* [Extracted records]:
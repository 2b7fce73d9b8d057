//! Device registry: known drives, the selected drive, and what is loaded in it.
//!
//! Media and speed fetches are tagged with the selection they were issued
//! for. A result that lands after the selection moved on is discarded, so
//! the projection never shows one drive's disc under another drive's name.

use std::sync::{Arc, Mutex, MutexGuard, PoisonError};

use tokio::sync::watch;
use tracing::{debug, info, warn};

use super::backend::DiscBackend;
use super::error::{OrchestratorError, Result};
use super::models::{Device, MediaInfo, SpeedOption, order_speeds};
use super::observe::Observable;

pub struct DeviceRegistry {
    backend: Arc<dyn DiscBackend>,
    selection: Mutex<Selection>,
    devices: Observable<Vec<Device>>,
    current: Observable<Option<String>>,
    media: Observable<Option<MediaInfo>>,
    speeds: Observable<Vec<SpeedOption>>,
    loading: Observable<bool>,
}

#[derive(Default)]
struct Selection {
    path: Option<String>,
    generation: u64,
}

/// Identifies the selection a fetch was issued for.
#[derive(Debug, Clone, PartialEq, Eq)]
struct Ticket {
    path: String,
    generation: u64,
}

impl DeviceRegistry {
    pub fn new(backend: Arc<dyn DiscBackend>) -> Self {
        Self {
            backend,
            selection: Mutex::new(Selection::default()),
            devices: Observable::new(Vec::new()),
            current: Observable::new(None),
            media: Observable::new(None),
            speeds: Observable::new(Vec::new()),
            loading: Observable::new(false),
        }
    }

    fn lock(&self) -> MutexGuard<'_, Selection> {
        self.selection.lock().unwrap_or_else(PoisonError::into_inner)
    }

    pub fn devices(&self) -> Vec<Device> {
        self.devices.get()
    }

    pub fn current_device(&self) -> Option<String> {
        self.current.get()
    }

    pub fn media_info(&self) -> Option<MediaInfo> {
        self.media.get()
    }

    pub fn speeds(&self) -> Vec<SpeedOption> {
        self.speeds.get()
    }

    pub fn is_loading(&self) -> bool {
        self.loading.get()
    }

    pub fn subscribe_devices(&self) -> watch::Receiver<Vec<Device>> {
        self.devices.subscribe()
    }

    pub fn subscribe_current(&self) -> watch::Receiver<Option<String>> {
        self.current.subscribe()
    }

    pub fn subscribe_media(&self) -> watch::Receiver<Option<MediaInfo>> {
        self.media.subscribe()
    }

    pub fn subscribe_speeds(&self) -> watch::Receiver<Vec<SpeedOption>> {
        self.speeds.subscribe()
    }

    pub fn is_selected(&self, device_path: &str) -> bool {
        self.lock().path.as_deref() == Some(device_path)
    }

    fn ticket(&self) -> Option<Ticket> {
        let selection = self.lock();
        selection.path.clone().map(|path| Ticket {
            path,
            generation: selection.generation,
        })
    }

    /// Run `write` only if `ticket` still describes the selection. The
    /// selection lock is held across the write so a concurrent switch cannot
    /// slip in between the check and the update.
    fn commit(&self, ticket: &Ticket, write: impl FnOnce()) -> bool {
        let selection = self.lock();
        let current = selection.generation == ticket.generation
            && selection.path.as_deref() == Some(ticket.path.as_str());
        if current {
            write();
        } else {
            debug!(device = %ticket.path, "Discarding result for a previous selection");
        }
        current
    }

    /// Re-enumerate drives and replace the whole list.
    ///
    /// On failure the previous list is kept.
    pub async fn list_devices(&self) -> Result<Vec<Device>> {
        self.loading.set(true);
        let result = self.backend.list_devices().await;
        self.loading.set(false);

        match result {
            Ok(devices) => {
                if self.apply_device_list(devices.clone()).is_some() {
                    self.refresh().await;
                }
                Ok(devices)
            }
            Err(err) => {
                warn!(error = %err, "Device enumeration failed");
                Err(OrchestratorError::BackendUnavailable(err.to_string()))
            }
        }
    }

    /// Replace the device list. If nothing is selected yet the first drive
    /// becomes the selection; its path is returned and the caller is
    /// expected to [`refresh`](Self::refresh).
    pub fn apply_device_list(&self, devices: Vec<Device>) -> Option<String> {
        info!(count = devices.len(), "Device list updated");
        let first = devices.first().map(|d| d.path.clone());
        self.devices.set(devices);

        let mut selection = self.lock();
        if selection.path.is_some() {
            return None;
        }
        let path = first?;
        info!(device = %path, "Auto-selecting first drive");
        self.switch_locked(&mut selection, path.clone());
        Some(path)
    }

    /// Switch the active drive and re-fetch its media and speeds.
    ///
    /// `device_path` does not have to be in the current list.
    pub async fn select_device(&self, device_path: &str) {
        {
            let mut selection = self.lock();
            self.switch_locked(&mut selection, device_path.to_string());
        }
        info!(device = %device_path, "Selected drive");
        self.refresh().await;
    }

    fn switch_locked(&self, selection: &mut Selection, path: String) {
        selection.generation += 1;
        selection.path = Some(path.clone());
        self.current.set(Some(path));
        self.media.set(None);
        self.speeds.set(Vec::new());
    }

    /// Fetch media info and speeds for the selected drive.
    pub async fn refresh(&self) {
        tokio::join!(self.fetch_media_info(), self.fetch_speeds());
    }

    /// Fetch media info for the selected drive. Returns what is current
    /// afterwards. Failures leave the media absent.
    pub async fn fetch_media_info(&self) -> Option<MediaInfo> {
        let ticket = self.ticket()?;
        let media = match self.backend.get_media_info(&ticket.path).await {
            Ok(media) => Some(media.normalized()),
            Err(err) => {
                warn!(device = %ticket.path, error = %err, "Media info fetch failed");
                None
            }
        };

        self.commit(&ticket, || self.media.set(media));
        self.media.get()
    }

    /// Fetch the selectable write speeds for the selected drive, `auto` first.
    /// Failures leave the list empty.
    pub async fn fetch_speeds(&self) -> Vec<SpeedOption> {
        let Some(ticket) = self.ticket() else {
            return Vec::new();
        };
        let speeds = match self.backend.get_speeds(&ticket.path).await {
            Ok(speeds) => order_speeds(speeds),
            Err(err) => {
                warn!(device = %ticket.path, error = %err, "Speed list fetch failed");
                Vec::new()
            }
        };

        self.commit(&ticket, || self.speeds.set(speeds));
        self.speeds.get()
    }

    /// Eject the disc in `device_path`. The caller checks that no job is
    /// running on the drive.
    pub async fn eject(&self, device_path: &str) -> Result<()> {
        self.backend
            .eject_disc(device_path)
            .await
            .map_err(OrchestratorError::from_command)?;

        info!(device = %device_path, "Disc ejected");
        let selection = self.lock();
        if selection.path.as_deref() == Some(device_path) {
            self.media.set(None);
        }
        Ok(())
    }
}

* [What to work on]: Print out each line of the data exactly.

* [Finished exercise]:
repository 2b7fce73d9b8d057
//! Device registry: known drives, the selected drive, and what is loaded in it.
//!
//! Media and speed fetches are tagged with the selection they were issued
//! for. A result that lands after the selection moved on is discarded, so
//! the projection never shows one drive's disc under another drive's name.

use std::sync::{Arc, Mutex, MutexGuard, PoisonError};

use tokio::sync::watch;
use tracing::{debug, info, warn};

use super::backend::DiscBackend;
use super::error::{OrchestratorError, Result};
use super::models::{Device, MediaInfo, SpeedOption, order_speeds};
use super::observe::Observable;

pub struct DeviceRegistry {
    backend: Arc<dyn DiscBackend>,
    selection: Mutex<Selection>,
    devices: Observable<Vec<Device>>,
    current: Observable<Option<String>>,
    media: Observable<Option<MediaInfo>>,
    speeds: Observable<Vec<SpeedOption>>,
    loading: Observable<bool>,
}

#[derive(Default)]
struct Selection {
    path: Option<String>,
    generation: u64,
}

/// Identifies the selection a fetch was issued for.
#[derive(Debug, Clone, PartialEq, Eq)]
struct Ticket {
    path: String,
    generation: u64,
}

impl DeviceRegistry {
    pub fn new(backend: Arc<dyn DiscBackend>) -> Self {
        Self {
            backend,
            selection: Mutex::new(Selection::default()),
            devices: Observable::new(Vec::new()),
            current: Observable::new(None),
            media: Observable::new(None),
            speeds: Observable::new(Vec::new()),
            loading: Observable::new(false),
        }
    }

    fn lock(&self) -> MutexGuard<'_, Selection> {
        self.selection.lock().unwrap_or_else(PoisonError::into_inner)
    }

    pub fn devices(&self) -> Vec<Device> {
        self.devices.get()
    }

    pub fn current_device(&self) -> Option<String> {
        self.current.get()
    }

    pub fn media_info(&self) -> Option<MediaInfo> {
        self.media.get()
    }

    pub fn speeds(&self) -> Vec<SpeedOption> {
        self.speeds.get()
    }

    pub fn is_loading(&self) -> bool {
        self.loading.get()
    }

    pub fn subscribe_devices(&self) -> watch::Receiver<Vec<Device>> {
        self.devices.subscribe()
    }

    pub fn subscribe_current(&self) -> watch::Receiver<Option<String>> {
        self.current.subscribe()
    }

    pub fn subscribe_media(&self) -> watch::Receiver<Option<MediaInfo>> {
        self.media.subscribe()
    }

    pub fn subscribe_speeds(&self) -> watch::Receiver<Vec<SpeedOption>> {
        self.speeds.subscribe()
    }

    pub fn is_selected(&self, device_path: &str) -> bool {
        self.lock().path.as_deref() == Some(device_path)
    }

    fn ticket(&self) -> Option<Ticket> {
        let selection = self.lock();
        selection.path.clone().map(|path| Ticket {
            path,
            generation: selection.generation,
        })
    }

    /// Run `write` only if `ticket` still describes the selection. The
    /// selection lock is held across the write so a concurrent switch cannot
    /// slip in between the check and the update.
    fn commit(&self, ticket: &Ticket, write: impl FnOnce()) -> bool {
        let selection = self.lock();
        let current = selection.generation == ticket.generation
            && selection.path.as_deref() == Some(ticket.path.as_str());
        if current {
            write();
        } else {
            debug!(device = %ticket.path, "Discarding result for a previous selection");
        }
        current
    }

    /// Re-enumerate drives and replace the whole list.
    ///
    /// On failure the previous list is kept.
    pub async fn list_devices(&self) -> Result<Vec<Device>> {
        self.loading.set(true);
        let result = self.backend.list_devices().await;
        self.loading.set(false);

        match result {
            Ok(devices) => {
                if self.apply_device_list(devices.clone()).is_some() {
                    self.refresh().await;
                }
                Ok(devices)
            }
            Err(err) => {
                warn!(error = %err, "Device enumeration failed");
                Err(OrchestratorError::BackendUnavailable(err.to_string()))
            }
        }
    }

    /// Replace the device list. If nothing is selected yet the first drive
    /// becomes the selection; its path is returned and the caller is
    /// expected to [`refresh`](Self::refresh).
    pub fn apply_device_list(&self, devices: Vec<Device>) -> Option<String> {
        info!(count = devices.len(), "Device list updated");
        let first = devices.first().map(|d| d.path.clone());
        self.devices.set(devices);

        let mut selection = self.lock();
        if selection.path.is_some() {
            return None;
        }
        let path = first?;
        info!(device = %path, "Auto-selecting first drive");
        self.switch_locked(&mut selection, path.clone());
        Some(path)
    }

    /// Switch the active drive and re-fetch its media and speeds.
    ///
    /// `device_path` does not have to be in the current list.
    pub async fn select_device(&self, device_path: &str) {
        {
            let mut selection = self.lock();
            self.switch_locked(&mut selection, device_path.to_string());
        }
        info!(device = %device_path, "Selected drive");
        self.refresh().await;
    }

    fn switch_locked(&self, selection: &mut Selection, path: String) {
        selection.generation += 1;
        selection.path = Some(path.clone());
        self.current.set(Some(path));
        self.media.set(None);
        self.speeds.set(Vec::new());
    }

    /// Fetch media info and speeds for the selected drive.
    pub async fn refresh(&self) {
        tokio::join!(self.fetch_media_info(), self.fetch_speeds());
    }

    /// Fetch media info for the selected drive. Returns what is current
    /// afterwards. Failures leave the media absent.
    pub async fn fetch_media_info(&self) -> Option<MediaInfo> {
        let ticket = self.ticket()?;
        let media = match self.backend.get_media_info(&ticket.path).await {
            Ok(media) => Some(media.normalized()),
            Err(err) => {
                warn!(device = %ticket.path, error = %err, "Media info fetch failed");
                None
            }
        };

        self.commit(&ticket, || self.media.set(media));
        self.media.get()
    }

    /// Fetch the selectable write speeds for the selected drive, `auto` first.
    /// Failures leave the list empty.
    pub async fn fetch_speeds(&self) -> Vec<SpeedOption> {
        let Some(ticket) = self.ticket() else {
            return Vec::new();
        };
        let speeds = match self.backend.get_speeds(&ticket.path).await {
            Ok(speeds) => order_speeds(speeds),
            Err(err) => {
                warn!(device = %ticket.path, error = %err, "Speed list fetch failed");
                Vec::new()
            }
        };

        self.commit(&ticket, || self.speeds.set(speeds));
        self.speeds.get()
    }

    /// Eject the disc in `device_path`. The caller checks that no job is
    /// running on the drive.
    pub async fn eject(&self, device_path: &str) -> Result<()> {
        self.backend
            .eject_disc(device_path)
            .await
            .map_err(OrchestratorError::from_command)?;

        info!(device = %device_path, "Disc ejected");
        let selection = self.lock();
        if selection.path.as_deref() == Some(device_path) {
            self.media.set(None);
        }
        Ok(())
    }
}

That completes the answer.